Kepala Dinas Pemberdayaan Masyarakat Desa Pengendalian Penduduk dan Keluarga Berencana (DPMDPPKB), Pessel, Wendi mengatakan, penundaan itu sesuai rujukan surat dari Badan Nasional Penanggulangan Bencana (BNPB) yang menetapkan darurat nasional karena pandemi Covid-19 berakhir 29 Mei 2020.

"Kita telah mensepakati, pilwana serentak yang telah di jadwalkan ditunda, sampai waktu yang tidak ditentukan,"ungkapnya pada wartawan Selasa (31/3/2020).

Ia menambahkan, selain rujukkan BNPB pusat kata Wendi, penundaan Pilwana juga didasarkan pada maklumat Kapolri. 

Dengan isi maklumat Kapolri, salah satu isinya adalah membubarkan warga yang berkerumun. 

"Sama-sama kita ketahui, pilwana serentak, akan membuat tempat berkumpul masyarakat.
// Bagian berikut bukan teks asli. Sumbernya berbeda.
use std::collections::VecDeque;
use std::sync::Mutex;
use std::sync::atomic::{AtomicUsize, Ordering};
use std::time::Duration;

use async_trait::async_trait;

use super::{Provider, ProviderOutcome};

/// Replays canned outcomes in order, repeating the last one once the
/// script runs out. Useful for offline runs and tests.
#[derive(Debug)]
pub struct ScriptedProvider {
    script: Mutex<VecDeque<ProviderOutcome>>,
    last: Mutex<Option<ProviderOutcome>>,
    delay: Duration,
    calls: AtomicUsize,
}

impl ScriptedProvider {
    pub fn new(outcomes: Vec<ProviderOutcome>) -> Self {
        Self {
            script: Mutex::new(outcomes.into()),
            last: Mutex::new(None),
            delay: Duration::ZERO,
            calls: AtomicUsize::new(0),
        }
    }

    /// Returns `outcome` on every call.
    pub fn always(outcome: ProviderOutcome) -> Self {
        Self::new(vec![outcome])
    }

    /// Waits `delay` before answering each call.
    pub fn with_delay(mut self, delay: Duration) -> Self {
        self.delay = delay;
        self
    }

    /// Number of calls made so far.
    pub fn calls(&self) -> usize {
        self.calls.load(Ordering::SeqCst)
    }

    fn next_outcome(&self) -> ProviderOutcome {
        let mut script = self
            .script
            .lock()
            .unwrap_or_else(std::sync::PoisonError::into_inner);
        let mut last = self
            .last
            .lock()
            .unwrap_or_else(std::sync::PoisonError::into_inner);
        if let Some(outcome) = script.pop_front() {
            *last = Some(outcome.clone());
            return outcome;
        }
        last.clone()
            .unwrap_or_else(|| Err(super::ProviderFailure::server("script is empty")))
    }
}

#[async_trait]
impl Provider for ScriptedProvider {
    fn name(&self) -> &str {
        "scripted"
    }

    async fn complete(&self, _prompt: &str) -> ProviderOutcome {
        self.calls.fetch_add(1, Ordering::SeqCst);
        if !self.delay.is_zero() {
            tokio::time::sleep(self.delay).await;
        }
        self.next_outcome()
    }
}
Jadi, kita kawatir akan mempermudah,"ujarnya

Menurutnya, Pilwana serentak akan menjadi tempat berkumpulnya masyarakat yang dikhawatirkan akan mempermudah penyebaran Covid-19.

"Jadi dengan demikian kita dari Pemkab lebih baik menunda, sampai situasi kembali aman,"ujarnya lagi

Lanjutnya, kemudian keputusan pemerintah pusat Mendagri, juga menyarankan Pilwana ditunda.

 "Kita ikuti saja surat dari Mendagri yaitu ditunda dulu. Situasi sekarang masih darurat nasional lebih baik kita fokus bersama menangani pandemi Covid-19 di Pessel, "tutupnya.